A new report by M&A and strategic advisory firm, Aquaa Partners, has found that the value-led investment approach in non-tech companies common among many institutional investors is undervaluing the significant role tech companies play in delivering investor returns.The new report, titled, ‘The death of value investing and the dawn of a new investment paradigm’, highlights the changing nature of tech stocks and their increasing capacity to confound traditional investment expectations by delivering significant value compared to traditional stocks coupled with lower volatility.
The report compares compounded total shareholder returns (TSR) of the key tech and non-tech indices over time. It shows that since 1999 tech indices have significantly outperformed non-tech indices. The Nasdaq 100 Tech index has delivered a TSR roughly two and a half times that of the Nasdaq 100 Non-Tech index (11,630 per cent compared to 4,543 per cent), despite the latter including tech giants Amazon and Alphabet). Over the same time period, the TSR of the Nasdaq 100 Tech Index was almost 13 times greater than that of the FTSE 100 Non-Tech index (838 per cent). The analysis also shows how, since 2009, these differences are becoming more pronounced.
The report also shows how similar patterns are observed when comparing the Nasdaq 100 to European indices, such as the FTSE 100, the CAC 40 and the DAX 30. The former being a tech company-heavy index compared to the European indices, which are comparatively tech-lite.
The report investigates perceptions that tech stocks have a higher risk profile than non tech stocks. Using the maximum point of loss each year since 1995 for individual tech and non tech stocks, yearly averages for both categories are calculated. Once again, the Nasdaq 100 index and European indices are used as proxies.
The authors herald a paradigm shift based on a reversal of risk.

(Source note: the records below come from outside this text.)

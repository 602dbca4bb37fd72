//! `nyaya` command-line interface
//!
//! Each subcommand mirrors one screen: ask (query page), voice, history,
//! speak, document (generator), admin (portal) and health.

mod admin;
mod document;
mod query;

use clap::{Args, Parser, Subcommand};
use nyaya_common::models::{CaseStatus, DocType, Language};
use std::path::PathBuf;
use uuid::Uuid;

use crate::client::ApiClient;
use crate::render::Renderer;

/// Command-line arguments for nyaya
#[derive(Parser, Debug)]
#[command(name = "nyaya")]
#[command(about = "Legal-aid assistant: ask questions, draft FIR/RTI documents, manage volunteers")]
#[command(version)]
pub struct Cli {
    /// Base URL of nyaya-api (defaults to the config file, then http://127.0.0.1:5810)
    #[arg(long, global = true, env = "NYAYA_API_URL")]
    pub api_url: Option<String>,

    /// Config file (defaults to the platform config directory)
    #[arg(long, global = true, env = "NYAYA_CONFIG")]
    pub config: Option<PathBuf>,

    /// Disable coloured output
    #[arg(long, global = true)]
    pub no_color: bool,

    #[command(subcommand)]
    pub command: Command,
}

#[derive(Subcommand, Debug)]
pub enum Command {
    /// Ask a legal question in text
    Ask {
        /// The question
        text: String,

        /// Answer language (en, hi, te)
        #[arg(short, long, default_value = "en", value_parser = parse_language)]
        language: Language,

        /// Read the answer aloud
        #[arg(long)]
        speak: bool,
    },

    /// Ask a legal question by voice
    Voice {
        /// Upload this WAV file instead of recording
        #[arg(short, long)]
        file: Option<PathBuf>,

        /// Stop recording after this many seconds
        #[arg(long, default_value_t = 60)]
        max_seconds: u64,

        /// Answer language; detected from the transcript when omitted
        #[arg(short, long, value_parser = parse_language)]
        language: Option<Language>,

        /// Read the answer aloud
        #[arg(long, conflicts_with = "transcribe_only")]
        speak: bool,

        /// Print the transcript without asking for guidance
        #[arg(long)]
        transcribe_only: bool,
    },

    /// Recent questions and their categories
    History {
        /// Number of queries to show
        #[arg(short = 'n', long, default_value_t = 10)]
        limit: i64,
    },

    /// Convert text to speech
    Speak {
        text: String,

        #[arg(short, long, default_value = "en", value_parser = parse_language)]
        language: Language,

        /// Save the audio to this file
        #[arg(short, long)]
        out: Option<PathBuf>,

        /// Do not play the audio
        #[arg(long)]
        no_play: bool,
    },

    /// Generate an FIR or RTI draft
    Document {
        /// fir or rti
        #[arg(value_parser = parse_doc_type)]
        doc_type: DocType,

        #[arg(short, long, default_value = "en", value_parser = parse_language)]
        language: Language,

        /// Form field as key=value (repeatable)
        #[arg(short, long = "field", value_name = "KEY=VALUE")]
        fields: Vec<String>,

        /// Write the document text to this file
        #[arg(short, long)]
        out: Option<PathBuf>,
    },

    /// Administrative portal
    Admin {
        #[command(subcommand)]
        command: AdminCommand,
    },

    /// Check that the backend is reachable
    Health,
}

#[derive(Subcommand, Debug)]
pub enum AdminCommand {
    /// Manage student volunteers
    Students {
        #[command(subcommand)]
        command: StudentCommand,
    },

    /// Manage cases and assignments
    Cases {
        #[command(subcommand)]
        command: CaseCommand,
    },

    /// Replace all students and cases with sample data
    Seed,
}

#[derive(Subcommand, Debug)]
pub enum StudentCommand {
    List,
    Add(StudentArgs),
    Remove { id: Uuid },
    /// Cases assigned to a student
    Cases { id: Uuid },
}

#[derive(Args, Debug)]
pub struct StudentArgs {
    #[arg(long, default_value = "")]
    pub name: String,

    #[arg(long, default_value = "")]
    pub email: String,

    #[arg(long, default_value = "")]
    pub college: String,

    /// Comma-separated skills
    #[arg(long, default_value = "")]
    pub skills: String,
}

#[derive(Subcommand, Debug)]
pub enum CaseCommand {
    List {
        /// Only cases with this status
        #[arg(long, value_parser = parse_status)]
        status: Option<CaseStatus>,
    },
    Add(CaseArgs),
    /// Assign a case to a student
    Assign { case_id: Uuid, student_id: Uuid },
    Unassign { case_id: Uuid },
    /// Set a case status (open, assigned, in_progress, resolved, closed)
    Status {
        case_id: Uuid,
        #[arg(value_parser = parse_status)]
        status: CaseStatus,
    },
    Remove { case_id: Uuid },
}

#[derive(Args, Debug)]
pub struct CaseArgs {
    #[arg(long, default_value = "")]
    pub title: String,

    #[arg(long, default_value = "")]
    pub description: String,

    #[arg(long, default_value = "")]
    pub category: String,
}

fn parse_language(value: &str) -> Result<Language, String> {
    match value.trim().to_ascii_lowercase().as_str() {
        "en" => Ok(Language::En),
        "hi" => Ok(Language::Hi),
        "te" => Ok(Language::Te),
        other => Err(format!("unsupported language '{}' (use en, hi or te)", other)),
    }
}

fn parse_doc_type(value: &str) -> Result<DocType, String> {
    value.parse::<DocType>()
}

fn parse_status(value: &str) -> Result<CaseStatus, String> {
    value.parse::<CaseStatus>()
}

/// What every command needs
pub struct Context {
    pub client: ApiClient,
    pub renderer: Renderer,
}

/// Run one command to completion
pub async fn run(command: Command, ctx: &Context) -> anyhow::Result<()> {
    match command {
        Command::Ask {
            text,
            language,
            speak,
        } => query::ask(ctx, text, language, speak).await,
        Command::Voice {
            file,
            max_seconds,
            language,
            speak,
            transcribe_only,
        } => {
            let source = query::AudioSource { file, max_seconds };
            if transcribe_only {
                query::transcribe(ctx, source).await
            } else {
                query::voice(ctx, source, language, speak).await
            }
        }
        Command::History { limit } => query::history(ctx, limit).await,
        Command::Speak {
            text,
            language,
            out,
            no_play,
        } => query::speak(ctx, &text, language, out, !no_play).await,
        Command::Document {
            doc_type,
            language,
            fields,
            out,
        } => document::generate(ctx, doc_type, language, &fields, out).await,
        Command::Admin { command } => admin::run(ctx, command).await,
        Command::Health => {
            let health = ctx.client.health().await?;
            println!(
                "{}",
                ctx.renderer.success(&format!(
                    "{} v{} is {} at {}",
                    health.module,
                    health.version,
                    health.status,
                    ctx.client.base_url()
                ))
            );
            Ok(())
        }
    }
}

The figures suggest that since the late 1990s, which encompassed the dot-com boom and the emergence of the Internet, to today, the tech sector has transitioned from being volatile and risky to becoming a safe haven of value over the long term.
In the 12 years from 2009 to 2020 (seven months to 31 July, 2020), the average of the maximum point of loss for the tech sector was only 7.6 per cent, compared to 12.7 per cent for the non-tech sector. During these 12 years, non-tech had a maximum point of loss that was higher than tech’s maximum point of loss each year except for 2019, in which tech’s maximum loss of only 3.4 per cent exceeded non-tech’s maximum loss of 1.3 per cent.
The authors point out that this year, characterised by significant market uncertainty owing to the COVID-19 pandemic, the year-to-date maximum point of loss to 31 July, 2020 was only 21.2 per cent for tech, compared to 36.4 per cent for non-tech.
To demonstrate that the trend observed is not simply a symptom of the growth of ‘Big Tech’, the report cites the growth in of both ‘unicorn’ tech companies and their aggregate post-valuation and venture capital investment.
Countering claims that declining interest rates have been the primary driver in the growth of venture capital and unicorns over the period from 1998, the authors argue that the data presented in the report shows that the returns from dividend yield-based investing does not match the pace of returns generated from growth in the value of technology stocks.
It is this shift, they argue, combined with the recent reversal of the risk-reward dynamic between tech and non tech matched with the continuing deterioration of cash flow (necessary for dividends) at traditional companies will lead to traditional value investing becoming constrained. Growth investing, ie investing in technology companies, has become the new value investing.
Despite anticipated peaks and troughs over the coming two decades due to the cyclical nature of financial markets, the authors are confident in their prediction that the tech sector will continue to see exponential growth for several decades, while traditional stocks, by comparison, stagnate.
Paul Cuatrecasas, founder and CEO of Aquaa Partners, says: “The research presented in our report is compelling. It demonstrates why many of the traditional value-based strategies pursued by many pension funds, endowments, insurance companies, family offices, unit trusts, and other institutional investors and their professional advisors are wrong. Those strategies focused on non-tech companies undervalue the critical role tech companies play in delivering superior investor returns and are likely to continue to play over the next several decades.
“Since the financial crisis tech stocks have delivered huge value compared to traditional stocks, combining higher returns with lower volatility, which confounds traditional investment expectations. The fundamental risk-reward relationship in finance is now consistently being broken: Tech now offers higher reward and lower levels of risk relative to traditional stocks.